__Work request__
Print the full listing below exactly, keeping every character as it stands.
Content starts
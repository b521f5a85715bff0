//! Builder: the stack machine that assembles values as the grammar matches.
//!
//! Every grammar action maps to one builder operation. Containers are pushed
//! as frames when their opening bracket matches and popped when the closing
//! bracket matches; the popped container then becomes the value for whatever
//! was waiting on it (a map key, a list slot or a line field).
//!
//! The grammar backtracks, so the builder can also take a [`Checkpoint`] and
//! roll back to it. A rule only ever closes frames it opened itself, which
//! means rolling back never has to resurrect a popped frame: dropping frames
//! above the checkpoint depth and truncating the frame at that depth restores
//! the exact earlier state.

use crate::logline::LogLine;
use crate::value::{Document, Value};
use thiserror::Error;

/// Which kind of container a frame holds.
#[derive(Debug, Clone, Copy, PartialEq, Eq)]
pub enum FrameKind {
    Map,
    List,
}

/// A grammar/builder contract violation. Never caused by input text alone.
#[derive(Error, Debug, Clone, PartialEq, Eq)]
pub enum InvariantViolation {
    #[error("close with no open container")]
    EmptyStack,

    #[error("expected to close a {expected:?} frame but found {found:?}")]
    FrameMismatch { expected: FrameKind, found: FrameKind },

    #[error("field name set while the current frame is not a map")]
    NotAMap,

    #[error("value attached with no pending field, list or line field")]
    NoPendingTarget,

    #[error("line field \"{0}\" is still open")]
    LineFieldOpen(String),

    #[error("no line field is open")]
    NoLineField,

    #[error("{0} container(s) left open at end of line")]
    UnclosedFrames(usize),
}

type Step<T = ()> = std::result::Result<T, InvariantViolation>;

#[derive(Debug)]
enum Frame {
    Map {
        entries: Document,
        /// Field name that was pending when this map opened.
        parent_key: Option<String>,
    },
    List {
        items: Vec<Value>,
        parent_key: Option<String>,
    },
}

impl Frame {
    fn kind(&self) -> FrameKind {
        match self {
            Frame::Map { .. } => FrameKind::Map,
            Frame::List { .. } => FrameKind::List,
        }
    }

    fn len(&self) -> usize {
        match self {
            Frame::Map { entries, .. } => entries.len(),
            Frame::List { items, .. } => items.len(),
        }
    }

    fn truncate(&mut self, len: usize) {
        match self {
            Frame::Map { entries, .. } => entries.truncate(len),
            Frame::List { items, .. } => items.truncate(len),
        }
    }
}

/// A line field being assembled between `start_line_field` and
/// `end_line_field`.
#[derive(Debug, Clone)]
struct OpenLineField {
    name: String,
    value: Option<Value>,
}

/// Saved builder state for backtracking.
#[derive(Debug, Clone)]
pub struct Checkpoint {
    depth: usize,
    top_len: usize,
    pending: Option<String>,
    line_len: usize,
    line_field: Option<OpenLineField>,
}

/// Per-parse value builder. Owned by exactly one parse invocation.
#[derive(Debug, Default)]
pub struct Builder {
    line: Document,
    stack: Vec<Frame>,
    pending: Option<String>,
    line_field: Option<OpenLineField>,
}

impl Builder {
    pub fn new() -> Self {
        Self::default()
    }

    /// Push an empty map frame.
    pub fn open_map(&mut self) {
        let parent_key = self.pending.take();
        self.stack.push(Frame::Map {
            entries: Document::new(),
            parent_key,
        });
    }

    /// Push an empty list frame.
    pub fn open_list(&mut self) {
        let parent_key = self.pending.take();
        self.stack.push(Frame::List {
            items: Vec::new(),
            parent_key,
        });
    }

    /// Pop the current map frame and attach it to its parent.
    pub fn close_map(&mut self) -> Step {
        match self.stack.pop() {
            Some(Frame::Map {
                entries,
                parent_key,
            }) => {
                self.pending = parent_key;
                self.attach_value(Value::Document(entries))
            }
            Some(other) => Err(self.mismatch(FrameKind::Map, other)),
            None => Err(InvariantViolation::EmptyStack),
        }
    }

    /// Pop the current list frame and attach it to its parent.
    pub fn close_list(&mut self) -> Step {
        match self.stack.pop() {
            Some(Frame::List { items, parent_key }) => {
                self.pending = parent_key;
                self.attach_value(Value::List(items))
            }
            Some(other) => Err(self.mismatch(FrameKind::List, other)),
            None => Err(InvariantViolation::EmptyStack),
        }
    }

    /// Put back a frame popped by mistake and describe the mismatch.
    fn mismatch(&mut self, expected: FrameKind, frame: Frame) -> InvariantViolation {
        let found = frame.kind();
        self.stack.push(frame);
        InvariantViolation::FrameMismatch { expected, found }
    }

    /// Record the key the next attached value belongs to.
    pub fn set_field_name(&mut self, name: impl Into<String>) -> Step {
        match self.stack.last() {
            Some(Frame::Map { .. }) => {
                self.pending = Some(name.into());
                Ok(())
            }
            _ => Err(InvariantViolation::NotAMap),
        }
    }

    /// Deliver a finished value to whatever is waiting for it.
    pub fn attach_value(&mut self, value: Value) -> Step {
        match self.stack.last_mut() {
            Some(Frame::Map { entries, .. }) => {
                let key = self
                    .pending
                    .take()
                    .ok_or(InvariantViolation::NoPendingTarget)?;
                entries.push(key, value);
                Ok(())
            }
            Some(Frame::List { items, .. }) => {
                items.push(value);
                Ok(())
            }
            None => match &mut self.line_field {
                Some(field) if field.value.is_none() => {
                    field.value = Some(value);
                    Ok(())
                }
                _ => Err(InvariantViolation::NoPendingTarget),
            },
        }
    }

    /// Begin assembling the value of a top-level line field.
    pub fn start_line_field(&mut self, name: impl Into<String>) -> Step {
        if let Some(open) = &self.line_field {
            return Err(InvariantViolation::LineFieldOpen(open.name.clone()));
        }
        self.line_field = Some(OpenLineField {
            name: name.into(),
            value: None,
        });
        Ok(())
    }

    /// Store the assembled value under the open line field's name.
    pub fn end_line_field(&mut self) -> Step {
        if !self.stack.is_empty() {
            return Err(InvariantViolation::UnclosedFrames(self.stack.len()));
        }
        let field = self.line_field.take().ok_or(InvariantViolation::NoLineField)?;
        let value = field.value.ok_or(InvariantViolation::NoPendingTarget)?;
        self.line.push(field.name, value);
        Ok(())
    }

    /// Store a fully known value directly as a line field.
    pub fn set_line_field(&mut self, name: impl Into<String>, value: Value) -> Step {
        if let Some(open) = &self.line_field {
            return Err(InvariantViolation::LineFieldOpen(open.name.clone()));
        }
        if !self.stack.is_empty() {
            return Err(InvariantViolation::UnclosedFrames(self.stack.len()));
        }
        self.line.push(name, value);
        Ok(())
    }

    pub fn checkpoint(&self) -> Checkpoint {
        Checkpoint {
            depth: self.stack.len(),
            top_len: self.stack.last().map_or(0, Frame::len),
            pending: self.pending.clone(),
            line_len: self.line.len(),
            line_field: self.line_field.clone(),
        }
    }

    /// Return to the state captured by `checkpoint`.
    pub fn rollback(&mut self, checkpoint: Checkpoint) {
        self.stack.truncate(checkpoint.depth);
        if let Some(top) = self.stack.last_mut() {
            top.truncate(checkpoint.top_len);
        }
        self.pending = checkpoint.pending;
        self.line.truncate(checkpoint.line_len);
        self.line_field = checkpoint.line_field;
    }

    /// Finish the parse. The stack must be empty and no field left open.
    pub fn finish(self) -> Step<LogLine> {
        if !self.stack.is_empty() {
            return Err(InvariantViolation::UnclosedFrames(self.stack.len()));
        }
        if let Some(open) = self.line_field {
            return Err(InvariantViolation::LineFieldOpen(open.name));
        }
        Ok(LogLine::from_document(self.line))
    }
}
Content ends
__Answer to this task__
repository b521f5a85715bff0
//! Builder: the stack machine that assembles values as the grammar matches.
//!
//! Every grammar action maps to one builder operation. Containers are pushed
//! as frames when their opening bracket matches and popped when the closing
//! bracket matches; the popped container then becomes the value for whatever
//! was waiting on it (a map key, a list slot or a line field).
//!
//! The grammar backtracks, so the builder can also take a [`Checkpoint`] and
//! roll back to it. A rule only ever closes frames it opened itself, which
//! means rolling back never has to resurrect a popped frame: dropping frames
//! above the checkpoint depth and truncating the frame at that depth restores
//! the exact earlier state.

use crate::logline::LogLine;
use crate::value::{Document, Value};
use thiserror::Error;

/// Which kind of container a frame holds.
#[derive(Debug, Clone, Copy, PartialEq, Eq)]
pub enum FrameKind {
    Map,
    List,
}

/// A grammar/builder contract violation. Never caused by input text alone.
#[derive(Error, Debug, Clone, PartialEq, Eq)]
pub enum InvariantViolation {
    #[error("close with no open container")]
    EmptyStack,

    #[error("expected to close a {expected:?} frame but found {found:?}")]
    FrameMismatch { expected: FrameKind, found: FrameKind },

    #[error("field name set while the current frame is not a map")]
    NotAMap,

    #[error("value attached with no pending field, list or line field")]
    NoPendingTarget,

    #[error("line field \"{0}\" is still open")]
    LineFieldOpen(String),

    #[error("no line field is open")]
    NoLineField,

    #[error("{0} container(s) left open at end of line")]
    UnclosedFrames(usize),
}

type Step<T = ()> = std::result::Result<T, InvariantViolation>;

#[derive(Debug)]
enum Frame {
    Map {
        entries: Document,
        /// Field name that was pending when this map opened.
        parent_key: Option<String>,
    },
    List {
        items: Vec<Value>,
        parent_key: Option<String>,
    },
}

impl Frame {
    fn kind(&self) -> FrameKind {
        match self {
            Frame::Map { .. } => FrameKind::Map,
            Frame::List { .. } => FrameKind::List,
        }
    }

    fn len(&self) -> usize {
        match self {
            Frame::Map { entries, .. } => entries.len(),
            Frame::List { items, .. } => items.len(),
        }
    }

    fn truncate(&mut self, len: usize) {
        match self {
            Frame::Map { entries, .. } => entries.truncate(len),
            Frame::List { items, .. } => items.truncate(len),
        }
    }
}

/// A line field being assembled between `start_line_field` and
/// `end_line_field`.
#[derive(Debug, Clone)]
struct OpenLineField {
    name: String,
    value: Option<Value>,
}

/// Saved builder state for backtracking.
#[derive(Debug, Clone)]
pub struct Checkpoint {
    depth: usize,
    top_len: usize,
    pending: Option<String>,
    line_len: usize,
    line_field: Option<OpenLineField>,
}

/// Per-parse value builder. Owned by exactly one parse invocation.
#[derive(Debug, Default)]
pub struct Builder {
    line: Document,
    stack: Vec<Frame>,
    pending: Option<String>,
    line_field: Option<OpenLineField>,
}

impl Builder {
    pub fn new() -> Self {
        Self::default()
    }

    /// Push an empty map frame.
    pub fn open_map(&mut self) {
        let parent_key = self.pending.take();
        self.stack.push(Frame::Map {
            entries: Document::new(),
            parent_key,
        });
    }

    /// Push an empty list frame.
    pub fn open_list(&mut self) {
        let parent_key = self.pending.take();
        self.stack.push(Frame::List {
            items: Vec::new(),
            parent_key,
        });
    }

    /// Pop the current map frame and attach it to its parent.
    pub fn close_map(&mut self) -> Step {
        match self.stack.pop() {
            Some(Frame::Map {
                entries,
                parent_key,
            }) => {
                self.pending = parent_key;
                self.attach_value(Value::Document(entries))
            }
            Some(other) => Err(self.mismatch(FrameKind::Map, other)),
            None => Err(InvariantViolation::EmptyStack),
        }
    }

    /// Pop the current list frame and attach it to its parent.
    pub fn close_list(&mut self) -> Step {
        match self.stack.pop() {
            Some(Frame::List { items, parent_key }) => {
                self.pending = parent_key;
                self.attach_value(Value::List(items))
            }
            Some(other) => Err(self.mismatch(FrameKind::List, other)),
            None => Err(InvariantViolation::EmptyStack),
        }
    }

    /// Put back a frame popped by mistake and describe the mismatch.
    fn mismatch(&mut self, expected: FrameKind, frame: Frame) -> InvariantViolation {
        let found = frame.kind();
        self.stack.push(frame);
        InvariantViolation::FrameMismatch { expected, found }
    }

    /// Record the key the next attached value belongs to.
    pub fn set_field_name(&mut self, name: impl Into<String>) -> Step {
        match self.stack.last() {
            Some(Frame::Map { .. }) => {
                self.pending = Some(name.into());
                Ok(())
            }
            _ => Err(InvariantViolation::NotAMap),
        }
    }

    /// Deliver a finished value to whatever is waiting for it.
    pub fn attach_value(&mut self, value: Value) -> Step {
        match self.stack.last_mut() {
            Some(Frame::Map { entries, .. }) => {
                let key = self
                    .pending
                    .take()
                    .ok_or(InvariantViolation::NoPendingTarget)?;
                entries.push(key, value);
                Ok(())
            }
            Some(Frame::List { items, .. }) => {
                items.push(value);
                Ok(())
            }
            None => match &mut self.line_field {
                Some(field) if field.value.is_none() => {
                    field.value = Some(value);
                    Ok(())
                }
                _ => Err(InvariantViolation::NoPendingTarget),
            },
        }
    }

    /// Begin assembling the value of a top-level line field.
    pub fn start_line_field(&mut self, name: impl Into<String>) -> Step {
        if let Some(open) = &self.line_field {
            return Err(InvariantViolation::LineFieldOpen(open.name.clone()));
        }
        self.line_field = Some(OpenLineField {
            name: name.into(),
            value: None,
        });
        Ok(())
    }

    /// Store the assembled value under the open line field's name.
    pub fn end_line_field(&mut self) -> Step {
        if !self.stack.is_empty() {
            return Err(InvariantViolation::UnclosedFrames(self.stack.len()));
        }
        let field = self.line_field.take().ok_or(InvariantViolation::NoLineField)?;
        let value = field.value.ok_or(InvariantViolation::NoPendingTarget)?;
        self.line.push(field.name, value);
        Ok(())
    }

    /// Store a fully known value directly as a line field.
    pub fn set_line_field(&mut self, name: impl Into<String>, value: Value) -> Step {
        if let Some(open) = &self.line_field {
            return Err(InvariantViolation::LineFieldOpen(open.name.clone()));
        }
        if !self.stack.is_empty() {
            return Err(InvariantViolation::UnclosedFrames(self.stack.len()));
        }
        self.line.push(name, value);
        Ok(())
    }

    pub fn checkpoint(&self) -> Checkpoint {
        Checkpoint {
            depth: self.stack.len(),
            top_len: self.stack.last().map_or(0, Frame::len),
            pending: self.pending.clone(),
            line_len: self.line.len(),
            line_field: self.line_field.clone(),
        }
    }

    /// Return to the state captured by `checkpoint`.
    pub fn rollback(&mut self, checkpoint: Checkpoint) {
        self.stack.truncate(checkpoint.depth);
        if let Some(top) = self.stack.last_mut() {
            top.truncate(checkpoint.top_len);
        }
        self.pending = checkpoint.pending;
        self.line.truncate(checkpoint.line_len);
        self.line_field = checkpoint.line_field;
    }

    /// Finish the parse. The stack must be empty and no field left open.
    pub fn finish(self) -> Step<LogLine> {
        if !self.stack.is_empty() {
            return Err(InvariantViolation::UnclosedFrames(self.stack.len()));
        }
        if let Some(open) = self.line_field {
            return Err(InvariantViolation::LineFieldOpen(open.name));
        }
        Ok(LogLine::from_document(self.line))
    }
}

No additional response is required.